A qui appartient le progrès ?

Une découverte est le résultat d’une culture particulière confrontée à un environnement donné.

La révolution industrielle du XIXème siècle n’aurait jamais eu lieu sans le développement de l’esprit scientifique duv_lo_en_ville XVIIème siècle. Ce même esprit n’aurait jamais existé sans les grandes découvertes, qui menèrent des philosophes à se poser de nouvelles questions sur l’homme et la nature, sans l’invention de l’imprimerie qui permit un formidable essor des livres et de l’échange des connaissances. Mais ces inventions et découvertes sont le fruit de la Renaissance, elle-même conséquence des échanges culturels entre monde musulman et monde chrétien et qui permirent la redécouverte de la culture grecque par les européens.

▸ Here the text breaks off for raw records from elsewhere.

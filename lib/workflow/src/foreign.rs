//! Typed view of a foreign workflow export.
//!
//! Foreign documents (n8n-style exports) are inconsistent: node identifiers
//! may be ids or names, positions may be coordinate pairs or objects, and
//! credential references may be bare ids or objects. Deserialization here is
//! deliberately lenient; only the top-level `nodes` sequence is mandatory.

use crate::error::ImportError;
use crate::node::Position;
use serde::Deserialize;
use serde_json::{Map, Value as JsonValue};
use std::collections::BTreeMap;

/// An externally authored workflow document.
#[derive(Debug, Clone)]
pub struct ForeignWorkflow {
    /// Workflow name, if the document carries one.
    pub name: Option<String>,
    /// The foreign nodes, in document order.
    pub nodes: Vec<ForeignNode>,
    /// The raw connection map, walked leniently by [`Self::connection_entries`].
    connections: JsonValue,
}

impl ForeignWorkflow {
    /// Builds a foreign workflow from an already-parsed JSON document.
    ///
    /// # Errors
    ///
    /// Returns [`ImportError::MalformedInput`] when the document is not an
    /// object or the `nodes` field is missing or not a sequence. Node
    /// elements themselves never fail: malformed fields fall back to their
    /// defaults.
    pub fn from_value(document: &JsonValue) -> Result<Self, ImportError> {
        let Some(object) = document.as_object() else {
            return Err(ImportError::malformed("workflow document is not an object"));
        };

        let Some(raw_nodes) = object.get("nodes").and_then(JsonValue::as_array) else {
            return Err(ImportError::malformed("workflow has no nodes"));
        };

        let nodes = raw_nodes.iter().map(ForeignNode::from_value).collect();

        Ok(Self {
            name: object
                .get("name")
                .and_then(JsonValue::as_str)
                .map(String::from),
            nodes,
            connections: object.get("connections").cloned().unwrap_or(JsonValue::Null),
        })
    }

    /// Walks the connection map and yields one entry per target descriptor.
    ///
    /// The map is keyed by source node name-or-id; each value holds output
    /// kinds, each kind an array of port buckets, each bucket an array of
    /// target descriptors. Malformed pieces are skipped, not fatal.
    #[must_use]
    pub fn connection_entries(&self) -> Vec<ForeignConnectionEntry> {
        let mut entries = Vec::new();
        let Some(sources) = self.connections.as_object() else {
            return entries;
        };

        for (source_key, port_map) in sources {
            let Some(port_map) = port_map.as_object() else {
                tracing::debug!(source = %source_key, "skipping non-object connection entry");
                continue;
            };
            for (output_kind, buckets) in port_map {
                let Some(buckets) = buckets.as_array() else {
                    tracing::debug!(
                        source = %source_key,
                        output_kind = %output_kind,
                        "skipping non-array port bucket list"
                    );
                    continue;
                };
                for bucket in buckets {
                    let Some(descriptors) = bucket.as_array() else {
                        continue;
                    };
                    for descriptor in descriptors {
                        let Some(node) = descriptor.get("node").and_then(JsonValue::as_str)
                        else {
                            tracing::debug!(
                                source = %source_key,
                                "skipping target descriptor without a node reference"
                            );
                            continue;
                        };
                        entries.push(ForeignConnectionEntry {
                            source_key: source_key.clone(),
                            output_kind: output_kind.clone(),
                            target: ForeignTarget {
                                node: node.to_string(),
                                index: descriptor
                                    .get("index")
                                    .and_then(JsonValue::as_u64)
                                    .unwrap_or(0),
                            },
                        });
                    }
                }
            }
        }

        entries
    }
}

/// A single node from a foreign workflow document.
#[derive(Debug, Clone, Default)]
pub struct ForeignNode {
    /// Foreign identifier, if present.
    pub id: Option<String>,
    /// Display name; connection maps usually reference nodes by name.
    pub name: Option<String>,
    /// Namespaced, producer-qualified type string (dot-separated).
    pub node_type: String,
    /// Canvas position.
    pub position: ForeignPosition,
    /// Free-form parameter mapping.
    pub parameters: Map<String, JsonValue>,
    /// Credential references: service name -> reference.
    pub credentials: BTreeMap<String, ForeignCredentialRef>,
}

impl ForeignNode {
    /// Builds a foreign node from a raw document element.
    ///
    /// Never fails: every field falls back to its default when missing or
    /// malformed, so one odd node cannot abort an otherwise-valid import.
    #[must_use]
    pub fn from_value(raw: &JsonValue) -> Self {
        let Some(object) = raw.as_object() else {
            tracing::debug!("node element is not an object, using defaults");
            return Self::default();
        };

        let credentials = object
            .get("credentials")
            .and_then(JsonValue::as_object)
            .map(|map| {
                map.iter()
                    .filter_map(|(service, value)| {
                        match serde_json::from_value::<ForeignCredentialRef>(value.clone()) {
                            Ok(reference) => Some((service.clone(), reference)),
                            Err(_) => {
                                tracing::debug!(
                                    service = %service,
                                    "skipping unreadable credential reference"
                                );
                                None
                            }
                        }
                    })
                    .collect()
            })
            .unwrap_or_default();

        Self {
            id: object
                .get("id")
                .and_then(JsonValue::as_str)
                .map(String::from),
            name: object
                .get("name")
                .and_then(JsonValue::as_str)
                .map(String::from),
            node_type: object
                .get("type")
                .and_then(JsonValue::as_str)
                .unwrap_or_default()
                .to_string(),
            position: object
                .get("position")
                .and_then(|value| serde_json::from_value(value.clone()).ok())
                .unwrap_or_default(),
            parameters: object
                .get("parameters")
                .and_then(JsonValue::as_object)
                .cloned()
                .unwrap_or_default(),
            credentials,
        }
    }
}

/// A foreign canvas position: either a `[x, y]` pair or an `{x, y}` object.
#[derive(Debug, Clone, Copy, Deserialize)]
#[serde(untagged)]
pub enum ForeignPosition {
    Pair(f64, f64),
    Coords { x: f64, y: f64 },
}

impl Default for ForeignPosition {
    fn default() -> Self {
        Self::Coords { x: 0.0, y: 0.0 }
    }
}

impl From<ForeignPosition> for Position {
    fn from(position: ForeignPosition) -> Self {
        match position {
            ForeignPosition::Pair(x, y) | ForeignPosition::Coords { x, y } => Self::new(x, y),
        }
    }
}

/// A credential reference: either a bare reference id or an object carrying
/// the id alongside display metadata.
#[derive(Debug, Clone, Deserialize)]
#[serde(untagged)]
pub enum ForeignCredentialRef {
    Id(String),
    Detailed {
        id: String,
        #[serde(default)]
        name: Option<String>,
    },
}

impl ForeignCredentialRef {
    /// Returns the credential reference id.
    #[must_use]
    pub fn reference_id(&self) -> &str {
        match self {
            Self::Id(id) | Self::Detailed { id, .. } => id,
        }
    }
}

/// One (source, output kind, target) triple from the foreign connection map.
#[derive(Debug, Clone, PartialEq, Eq)]
pub struct ForeignConnectionEntry {
    /// The connection map key: a source node name-or-id.
    pub source_key: String,
    /// The foreign output kind ("main", "ai_tool", ...).
    pub output_kind: String,
    /// The resolved target descriptor.
    pub target: ForeignTarget,
}

/// A target descriptor inside a connection bucket.
#[derive(Debug, Clone, PartialEq, Eq)]
pub struct ForeignTarget {
    /// Target node name-or-id.
    pub node: String,
    /// Target input index.
    pub index: u64,
}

Alors, à qui appartient le progrès ? Je pense que nul ne peut s’approprier ce qui, pour l’essentiel est un patrimoine commun. En ce sens, la propriété intellectuelle n’a aucune raison d’être. Il en fut longtemps ainsi. Qui paya des droits à Mozart, à Galilée, à Descartes ou à Bernard de Ventadour ?

Alors, pour ou contre le progrès.

On a bien vu que la question se pose en terme d’utilisation. Tout progrès nécessite des garde-fous quant à son utilisation. N’oublions jamais que ce qu’on appelle progrès est souvent une invention encore plus performante pour détruire l’environnement : pesticides, engrais, bombe nucléaire, …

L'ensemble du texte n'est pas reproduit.